The URL for the RSS feed looks to be the same, so those of you using a reader should not experience any interruptions.

Screwing Around With the Site

October 11th, 2015 by Potato

The long weekend seems like a good time to screw around with the backend of the site. If you are on the RSS feed Tuesday and this is the last post you receive in your reader, then I have broken the feed, please come back to the site and add it again. I’ll post again whenever I’m done.

For those visiting the site directly, there may be some weirdness in the layout as I fiddle.

The DIY Investing Environment

October 6th, 2015 by Potato

Had a great chat on Because Money about who might be well-suited to being a DIY investor, what traits you might want to focus on as a DIY investor, etc., which should be airing later in October. I want to use this post to go down a side alley we didn’t talk much about in the episode.

Only ~13% of Canadians are DIY investors, and most of them started in the last 5 years. While we didn’t quite agree on precisely how many people should/could use a DIY approach, we were all giving estimates well above that figure. There’s a lot of room for improvement.

So what is stopping people from becoming DIY investors, what are the barriers? I like to think in terms of intrinsic and external factors.

For external factors, the environment has been getting a lot friendlier for individual DIY investors over the past few years: low-cost ETFs increase the cost savings available and make it very easy to create broadly diversified portfolios — whatever your position on efficient markets and index investing, it’s undeniably easier to implement than value or dividend or day-trading or whatever DIY strategy, which is part of why gurus like Warren Buffet recommend it for regular people. Brokerages like Questrade offering free purchases makes those ETFs accessible to investors with smaller starting portfolios, and even the bank-affiliated brokerages have extended $10 commissions to all customers without a net worth test. On the other end of the spectrum, Tangerine and the robo-advisors have made it very simple and easy to be a DIY investor — about as easy as a visit to the local bank branch salesperson/”advisor” was, at less than half the cost and without having to find a slushy parking spot in February.

The environment and the tools available to be DIY investors are quite good now — massive leaps ahead of what potential DIYers faced just a few decades ago.

So the remaining barriers are inside people’s heads. Not just their behaviour, but their biases and assumptions that are stopping them from starting, or even looking into whether they should start. Things like assuming you need to be rich before you think about investing, that you need to be a genius or use a lot of math, or get some kind of license or certification to purchase investments on your own.

All of these are easily solvable with a bit of education. Of course I have my own solution for that in the form of The Value of Simple (plus this other thing that I’m working on).
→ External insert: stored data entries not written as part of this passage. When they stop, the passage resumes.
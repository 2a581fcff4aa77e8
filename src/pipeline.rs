use log::info;
use nalgebra as na;
use opencv::core::{self, Mat};
use opencv::prelude::*;
use opencv::videoio;

use crate::annotate::FrameAnnotator;
use crate::detection::class_name;
use crate::detector::DetectionFilter;
use crate::error::Error;
use crate::history::{HistoryConfig, TrackHistoryStore};
use crate::perspective::{Calibration, PerspectiveMapper};
use crate::records::RecordAggregator;
use crate::speed::{SpeedEstimator, SpeedMeasurement, MIN_SAMPLES_FOR_SPEED};
use crate::Perception;

pub struct PipelineConfig {
    pub calibration: Calibration,
    pub filter: DetectionFilter,
    pub history: HistoryConfig,
    pub min_speed_samples: usize,
}

impl Default for PipelineConfig {
    fn default() -> Self {
        Self {
            calibration: Calibration::default(),
            filter: DetectionFilter::default(),
            history: HistoryConfig::default(),
            min_speed_samples: MIN_SAMPLES_FOR_SPEED,
        }
    }
}

#[derive(Debug, Clone, Copy)]
pub struct RunSummary {
    pub frames: u64,
    pub records: usize,
}

/// Output writer pinned to the input's frame rate and resolution.
struct OutputVideo {
    writer: videoio::VideoWriter,
}

impl OutputVideo {
    fn open(path: &str, fps: f64, size: core::Size) -> Result<Self, Error> {
        // avc1 so the result plays in a browser
        let fourcc = videoio::VideoWriter::fourcc(b'a' as _, b'v' as _, b'c' as _, b'1' as _)?;
        let writer = videoio::VideoWriter::new(path, fourcc, fps, size, true)?;

        if !writer.is_opened()? {
            return Err(Error::OpenOutput(path.to_string()));
        }

        Ok(Self { writer })
    }

    fn write(&mut self, frame: &Mat) -> Result<(), Error> {
        self.writer.write(frame)?;

        Ok(())
    }

    fn release(&mut self) -> Result<(), Error> {
        self.writer.release()?;

        Ok(())
    }
}

/// Drives the per-frame loop over one video: detect, filter, track, map to
/// ground coordinates, update histories, estimate speeds, annotate, record,
/// write out. One instance per video; nothing is shared across files.
pub struct Pipeline<P: Perception> {
    perception: P,
    mapper: PerspectiveMapper,
    filter: DetectionFilter,
    histories: TrackHistoryStore,
    estimator: SpeedEstimator,
    annotator: FrameAnnotator,
    records: RecordAggregator,
    min_speed_samples: usize,
}

impl<P: Perception> Pipeline<P> {
    pub fn new(config: PipelineConfig, perception: P) -> Result<Self, Error> {
        let mapper = PerspectiveMapper::new(&config.calibration)?;

        Ok(Self {
            perception,
            mapper,
            filter: config.filter,
            histories: TrackHistoryStore::new(config.history),
            estimator: SpeedEstimator::with_min_samples(0.0, config.min_speed_samples),
            annotator: FrameAnnotator::default(),
            records: RecordAggregator::new(),
            min_speed_samples: config.min_speed_samples,
        })
    }

    /// Frame rate is read from the input's metadata at run time; until it is
    /// set all speeds come out zero.
    pub fn set_frame_rate(&mut self, frame_rate: f64) {
        self.estimator = SpeedEstimator::with_min_samples(frame_rate, self.min_speed_samples);
    }

    #[inline]
    pub fn records(&self) -> &RecordAggregator {
        &self.records
    }

    /// One pass of the per-frame loop body. Frames must arrive in increasing
    /// index order; the speed window arithmetic assumes it.
    pub fn process_frame(&mut self, frame: &mut Mat, frame_idx: u64) -> Result<(), Error> {
        let raw = self.perception.detect(frame, frame_idx)?;
        let filtered = self.filter.apply(raw);
        let tracked = self.perception.update(&filtered)?;

        let anchors: Vec<na::Point2<f32>> = tracked.iter().map(|t| t.detection.anchor()).collect();
        let ground = self.mapper.transform(&anchors);

        let mut measurements = Vec::with_capacity(tracked.len());
        for (t, point) in tracked.iter().zip(&ground) {
            self.histories.update(t.track_id, frame_idx, point.y);

            let measurement = match self.histories.history(t.track_id) {
                Some(history) => self.estimator.estimate(t.track_id, history),
                None => SpeedMeasurement {
                    track_id: t.track_id,
                    speed: 0.0,
                    distance: 0.0,
                },
            };

            measurements.push(measurement);
        }

        self.histories.retire_stale(frame_idx);

        self.annotator.annotate(frame, &tracked, &measurements)?;

        for (t, m) in tracked.iter().zip(&measurements) {
            self.records.record(
                frame_idx,
                t.track_id,
                class_name(t.detection.class),
                m.speed,
                m.distance,
            );
        }

        Ok(())
    }

    /// Processes the whole video: annotated frames go to `output_video`, the
    /// accumulated records to `output_records` once the stream is drained.
    ///
    /// A frame that cannot be read ends the stream; a collaborator failure
    /// aborts the run before anything is exported. Export failure is
    /// reported after the output video is finalized and leaves it valid.
    pub fn run(
        &mut self,
        input: &str,
        output_video: &str,
        output_records: &str,
    ) -> Result<RunSummary, Error> {
        let mut capture = videoio::VideoCapture::from_file(input, videoio::CAP_ANY)?;
        if !videoio::VideoCapture::is_opened(&capture)? {
            return Err(Error::OpenInput(input.to_string()));
        }

        let fps = capture.get(videoio::CAP_PROP_FPS)?;
        let width = capture.get(videoio::CAP_PROP_FRAME_WIDTH)? as i32;
        let height = capture.get(videoio::CAP_PROP_FRAME_HEIGHT)? as i32;
        let total = capture.get(videoio::CAP_PROP_FRAME_COUNT)? as u64;

        info!(
            "input {}: {}x{} at {} fps, {} frames",
            input, width, height, fps, total
        );

        self.set_frame_rate(fps);

        let mut output = OutputVideo::open(output_video, fps, core::Size::new(width, height))?;

        let mut frame = Mat::default();
        let mut frame_idx: u64 = 0;

        loop {
            match capture.read(&mut frame) {
                Ok(true) => {}
                // a failed read is the natural end of the stream
                Ok(false) | Err(_) => break,
            }

            if frame.cols() == 0 || frame.rows() == 0 {
                break;
            }

            print!("\rprogress {}/{}...", frame_idx + 1, total);

            self.process_frame(&mut frame, frame_idx)?;
            output.write(&frame)?;

            frame_idx += 1;
        }
        println!();

        output.release()?;
        capture.release()?;

        info!(
            "exporting {} records to {}",
            self.records.len(),
            output_records
        );
        self.records.export(output_records)?;

        Ok(RunSummary {
            frames: frame_idx,
            records: self.records.len(),
        })
    }
}

#[cfg(test)]
mod tests {
    use super::*;
    use crate::detection::{Detection, TrackedDetection};

    /// Scripted stand-in for the detector/tracker pair.
    struct ScriptedPerception {
        frames: Vec<Vec<TrackedDetection>>,
        fail_at: Option<u64>,
    }

    impl ScriptedPerception {
        fn new(frames: Vec<Vec<TrackedDetection>>) -> Self {
            Self {
                frames,
                fail_at: None,
            }
        }
    }

    impl Perception for ScriptedPerception {
        fn detect(&mut self, _frame: &Mat, frame_idx: u64) -> Result<Vec<Detection>, Error> {
            if self.fail_at == Some(frame_idx) {
                return Err(Error::Detector("inference failed".into()));
            }

            Ok(self
                .frames
                .get(frame_idx as usize)
                .map(|tracked| tracked.iter().map(|t| t.detection).collect())
                .unwrap_or_default())
        }

        fn update(&mut self, detections: &[Detection]) -> Result<Vec<TrackedDetection>, Error> {
            // re-attach the scripted identity by overlap
            let frame = self.frames.iter().find(|tracked| {
                tracked.len() >= detections.len()
                    && detections
                        .iter()
                        .all(|d| tracked.iter().any(|t| t.detection.iou(d) > 0.99))
            });

            Ok(frame
                .map(|tracked| {
                    detections
                        .iter()
                        .filter_map(|d| {
                            tracked
                                .iter()
                                .find(|t| t.detection.iou(d) > 0.99)
                                .map(|t| TrackedDetection {
                                    detection: *d,
                                    track_id: t.track_id,
                                })
                        })
                        .collect()
                })
                .unwrap_or_default())
        }
    }

    fn identity_calibration() -> Calibration {
        Calibration {
            source: [[0., 0.], [100., 0.], [100., 100.], [0., 100.]],
            target: [[0., 0.], [100., 0.], [100., 100.], [0., 100.]],
        }
    }

    fn tracked(y2: f32, track_id: u32) -> TrackedDetection {
        TrackedDetection {
            detection: Detection {
                x1: 10.0,
                y1: y2 - 10.0,
                x2: 20.0,
                y2,
                confidence: 0.9,
                class: 2,
            },
            track_id,
        }
    }

    fn test_frame() -> Mat {
        Mat::new_rows_cols_with_default(200, 200, core::CV_8UC3, core::Scalar::all(0.0)).unwrap()
    }

    fn config() -> PipelineConfig {
        PipelineConfig {
            calibration: identity_calibration(),
            ..Default::default()
        }
    }

    #[test]
    fn measures_a_vehicle_after_enough_history() {
        // one track moving 10 ground meters per frame at 10 fps: 360 km/h
        let frames: Vec<Vec<TrackedDetection>> =
            (0..6).map(|i| vec![tracked(i as f32 * 10.0, 1)]).collect();

        let mut pipeline = Pipeline::new(config(), ScriptedPerception::new(frames)).unwrap();
        pipeline.set_frame_rate(10.0);

        let mut frame = test_frame();
        for frame_idx in 0..6 {
            pipeline.process_frame(&mut frame, frame_idx).unwrap();
        }

        let records = pipeline.records().records();
        assert_eq!(records.len(), 6);

        // fewer than five samples: defined zero measurement
        assert_eq!(records[3].speed, 0.0);
        assert_eq!(records[3].distance, 0.0);

        // five samples at frame 4: 40 units over 0.4 s
        assert!((records[4].speed - 360.0).abs() < 1e-2);
        assert!((records[4].distance - 40.0).abs() < 1e-4);

        // six samples at frame 5: 50 units over 0.5 s
        assert!((records[5].speed - 360.0).abs() < 1e-2);
        assert!((records[5].distance - 50.0).abs() < 1e-4);

        assert_eq!(records[5].vehicle_type, "car");
        assert_eq!(records[5].tracker_id, 1);
    }

    #[test]
    fn low_confidence_detections_never_reach_the_records() {
        let mut weak = tracked(50.0, 99);
        weak.detection.confidence = 0.29;
        weak.detection.x1 = 150.0;
        weak.detection.x2 = 160.0;

        let frames = vec![vec![tracked(10.0, 1), weak]];

        let mut pipeline = Pipeline::new(config(), ScriptedPerception::new(frames)).unwrap();
        pipeline.set_frame_rate(10.0);

        let mut frame = test_frame();
        pipeline.process_frame(&mut frame, 0).unwrap();

        let records = pipeline.records().records();
        assert_eq!(records.len(), 1);
        assert!(records.iter().all(|r| r.tracker_id != 99));
    }

    #[test]
    fn collaborator_failure_aborts_the_frame() {
        let frames: Vec<Vec<TrackedDetection>> =
            (0..6).map(|i| vec![tracked(i as f32 * 10.0, 1)]).collect();

        let mut perception = ScriptedPerception::new(frames);
        perception.fail_at = Some(3);

        let mut pipeline = Pipeline::new(config(), perception).unwrap();
        pipeline.set_frame_rate(10.0);

        let mut frame = test_frame();
        for frame_idx in 0..3 {
            pipeline.process_frame(&mut frame, frame_idx).unwrap();
        }

        let result = pipeline.process_frame(&mut frame, 3);
        assert!(matches!(result, Err(Error::Detector(_))));

        // records from completed frames stay put, nothing was exported
        assert_eq!(pipeline.records().len(), 3);
    }

    #[test]
    fn tracks_reacquire_history_after_identity_change() {
        // the tracker drops id 1 and mints id 2 for the same physical object
        let mut frames: Vec<Vec<TrackedDetection>> =
            (0..5).map(|i| vec![tracked(i as f32 * 10.0, 1)]).collect();
        frames.extend((5..10).map(|i| vec![tracked(i as f32 * 10.0, 2)]));

        let mut pipeline = Pipeline::new(config(), ScriptedPerception::new(frames)).unwrap();
        pipeline.set_frame_rate(10.0);

        let mut frame = test_frame();
        for frame_idx in 0..10 {
            pipeline.process_frame(&mut frame, frame_idx).unwrap();
        }

        let records = pipeline.records().records();

        // id 2 starts from scratch: its first four frames report zero speed
        let id2: Vec<_> = records.iter().filter(|r| r.tracker_id == 2).collect();
        assert_eq!(id2.len(), 5);
        assert!(id2[..4].iter().all(|r| r.speed == 0.0));
        assert!(id2[4].speed > 0.0);
    }
}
And of course, doing DIY investing doesn’t mean you have to do everything on your own. You can find planners, accountants, coaches, etc. to help with any parts you’re not comfortable with.

So there are a great many people out there — maybe half of you reading this or more — who could move into doing DIY investing to save on fees, or get started with investing in the first place. So what are you waiting for?

As a side point to this side point, there was a bit of disagreement on what DIY is, and I’ll just say I’m not too worked up on the semantics either way. In particular, the question was raised as to whether using a roboadvisor or all-in-one fund with automatic rebalancing like Tangerine was really DIY? For myself, I would count them as part of the DIY route as they still require following your own plan, picking your own product (even if that product is just Tangerine premix #2) and not getting sold on the fund of the week, pushing money to your investments vs having a salesperson trying to pull, and above all, reaping the main benefit of DIY: lower costs.

Anyway, there are a few Because Money episodes from season 2 up now, and be sure to watch for my guest appearance comes out later this month.